Firstly, this post will not be on technology. It will not concern itself with the issue of copyright, cyberspace or Copyscape even though that topic is worth exploring in terms of cultural value, work of art, and simulacra. In the end (if there is one), what is put on the internet, inscribed and written down, precipitates the death of the author. For the final answer of the letter is none other than: “Eat your Dasein.”[1] Even the citation goes as far to demonstrate that the letter lives beyond the author for what Lacan was, in actuality, referring to the password of a Congress in Zurich in the year before the Seminar was given.

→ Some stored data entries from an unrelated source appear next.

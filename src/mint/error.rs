//! Mint failures and their classification.

use std::fmt;

use thiserror::Error;

use crate::fees::FeeError;
use crate::inscription::InscriptionError;
use crate::rpc::{RpcError, RpcErrorKind};
use crate::wallet::SelectionError;

/// Flat failure category reported per target.
#[derive(Debug, Clone, Copy, PartialEq, Eq, Hash)]
pub enum FailureKind {
    Auth,
    Connection,
    NodeBusy,
    Protocol,
    FeeUnavailable,
    NoEligibleWallet,
    InsufficientFunds,
    InvalidTarget,
    PayloadTooLarge,
    MempoolConflict,
}

impl FailureKind {
    pub fn as_str(&self) -> &'static str {
        match self {
            FailureKind::Auth => "auth",
            FailureKind::Connection => "connection",
            FailureKind::NodeBusy => "node_busy",
            FailureKind::Protocol => "protocol",
            FailureKind::FeeUnavailable => "fee_unavailable",
            FailureKind::NoEligibleWallet => "no_eligible_wallet",
            FailureKind::InsufficientFunds => "insufficient_funds",
            FailureKind::InvalidTarget => "invalid_target",
            FailureKind::PayloadTooLarge => "payload_too_large",
            FailureKind::MempoolConflict => "mempool_conflict",
        }
    }

    /// Transient kinds worth retrying in place.
    pub fn is_transient(&self) -> bool {
        matches!(
            self,
            FailureKind::Connection | FailureKind::NodeBusy | FailureKind::FeeUnavailable
        )
    }
}

impl fmt::Display for FailureKind {
    fn fmt(&self, f: &mut fmt::Formatter<'_>) -> fmt::Result {
        f.write_str(self.as_str())
    }
}

impl From<RpcErrorKind> for FailureKind {
    fn from(kind: RpcErrorKind) -> Self {
        match kind {
            RpcErrorKind::Auth => FailureKind::Auth,
            RpcErrorKind::Connection => FailureKind::Connection,
            RpcErrorKind::NodeBusy => FailureKind::NodeBusy,
            RpcErrorKind::Protocol => FailureKind::Protocol,
        }
    }
}

/// Errors raised by a mint attempt.
#[derive(Debug, Clone, Error)]
pub enum MintError {
    #[error(transparent)]
    Rpc(#[from] RpcError),

    #[error(transparent)]
    Fee(#[from] FeeError),

    #[error(transparent)]
    Selection(#[from] SelectionError),

    #[error(transparent)]
    Inscription(#[from] InscriptionError),

    #[error("node could not fully sign the transaction")]
    IncompleteSignature,

    #[error("inputs still conflicting after {restarts} restarts: {last}")]
    MempoolConflict { restarts: u32, last: String },
}

impl MintError {
    pub fn kind(&self) -> FailureKind {
        match self {
            MintError::Rpc(e) => e.kind().into(),
            MintError::Fee(FeeError::FeeUnavailable { .. }) => FailureKind::FeeUnavailable,
            MintError::Selection(SelectionError::NoEligibleWallet(_)) => FailureKind::NoEligibleWallet,
            MintError::Selection(SelectionError::InsufficientFunds { .. }) => {
                FailureKind::InsufficientFunds
            }
            MintError::Selection(SelectionError::Rpc(e)) => e.kind().into(),
            MintError::Inscription(InscriptionError::InvalidTarget(_)) => FailureKind::InvalidTarget,
            MintError::Inscription(InscriptionError::PayloadTooLarge { .. }) => {
                FailureKind::PayloadTooLarge
            }
            MintError::Inscription(InscriptionError::MalformedTransaction(_)) => FailureKind::Protocol,
            MintError::IncompleteSignature => FailureKind::Protocol,
            MintError::MempoolConflict { .. } => FailureKind::MempoolConflict,
        }
    }

    /// Whether the node refused a broadcast because an input is already spent.
    pub fn is_mempool_conflict(&self) -> bool {
        matches!(self, MintError::Rpc(e) if e.is_mempool_conflict())
    }
}

/// Result type for mint operations.
pub type MintResult<T> = Result<T, MintError>;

But I digress. The imperative here is the usage of language, which, in the world that we are speaking of today, is English. What I am writing now-which at the moment of completion will materialise my death-arises out of a need to respond to a lack that can be located anywhere today and that is the abuse of one’s language. At this point, I claim that the pertinence of this post will only be realised insofar that the addressed reader takes pride in her linguistic skills and places a priority on language, which is already much more than we can ask of from the average individual.

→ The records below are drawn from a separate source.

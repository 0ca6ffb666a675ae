//! Metrics collection and exposition.
//!
//! # Metrics
//! - `zrc20_mint_outcomes_total` (counter): target outcomes by outcome, tick
//! - `zrc20_rpc_errors_total` (counter): RPC failures by kind
//! - `zrc20_rpc_failovers_total` (counter): endpoint switches by endpoint
//! - `zrc20_fee_quotes_total` (counter): fee quotes by source
//! - `zrc20_reserved_utxos` (gauge): outputs currently reserved
//!
//! Without an installed recorder every call is a no-op.

use std::net::SocketAddr;

use metrics_exporter_prometheus::PrometheusBuilder;

use crate::rpc::RpcErrorKind;

/// Install the Prometheus exporter listening on `addr`.
pub fn init_metrics(addr: SocketAddr) {
    match PrometheusBuilder::new().with_http_listener(addr).install() {
        Ok(()) => tracing::info!(address = %addr, "Metrics exporter listening"),
        Err(e) => tracing::error!(address = %addr, error = %e, "Failed to install metrics exporter"),
    }
}

pub fn record_mint_outcome(outcome: &'static str, tick: &str) {
    metrics::counter!("zrc20_mint_outcomes_total", "outcome" => outcome, "tick" => tick.to_string())
        .increment(1);
}

pub fn record_rpc_error(kind: RpcErrorKind) {
    metrics::counter!("zrc20_rpc_errors_total", "kind" => kind.as_str()).increment(1);
}

pub fn record_rpc_failover(endpoint: &str) {
    metrics::counter!("zrc20_rpc_failovers_total", "endpoint" => endpoint.to_string()).increment(1);
}

pub fn record_fee_quote(source: &'static str) {
    metrics::counter!("zrc20_fee_quotes_total", "source" => source).increment(1);
}

pub fn record_reserved_utxos(count: usize) {
    metrics::gauge!("zrc20_reserved_utxos").set(count as f64);
}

To set up the stage, let us recall the event. It so happened that I visited Ms. T’s weblog for the first time simply because I read that her entire weblog had been plagiarised, copied word for word. In her blog, she claims:

It’s so heartbreaking to see my contents were used carelessly by someone. The site is stealing all my blog content and put its niche words all over the posts without even paying attention to my sentences and words. My thoughts and posts are not appreciated at all, just like rubbish and junk![2]

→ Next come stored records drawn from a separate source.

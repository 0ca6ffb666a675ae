//! Shutdown coordination for the drivers.

use tokio::sync::broadcast;

/// Coordinator for graceful shutdown.
///
/// Every driver subscribes and stops its loop once triggered.
#[derive(Debug, Clone)]
pub struct Shutdown {
    tx: broadcast::Sender<()>,
}

impl Shutdown {
    pub fn new() -> Self {
        let (tx, _) = broadcast::channel(1);
        Self { tx }
    }

    /// Subscribe to the shutdown signal.
    pub fn subscribe(&self) -> broadcast::Receiver<()> {
        self.tx.subscribe()
    }

    /// Trigger the shutdown signal.
    pub fn trigger(&self) {
        let _ = self.tx.send(());
    }

    /// Number of drivers still listening.
    pub fn receiver_count(&self) -> usize {
        self.tx.receiver_count()
    }
}

impl Default for Shutdown {
    fn default() -> Self {
        Self::new()
    }
}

Indeed, one does sympathize with her. Plagiarism is an issue that is quite close to the heart of any creators of works of art. Bu let us set aside the issue of plagiarism for the moment and look at her usage of English.

Clearly, Ms. T. has no sense of irony, especially in light of the penultimate sentence. Either that or I believe we should abuse the institution which “imparted” English to her. According to her, the site does not pay any attention whatsoever to her sentences and words. But when I paid a visit to the offending site, this is what I saw:

 It’s so heartbreaking to see my contents were used carelessly by someone

 The site is stealing all my blog content and put its niche words all over the posts without even paying attention to my sentences and words

 My thoughts Markets research and Marketing research posts are not appreciated at all, just like rubbish and junk![3]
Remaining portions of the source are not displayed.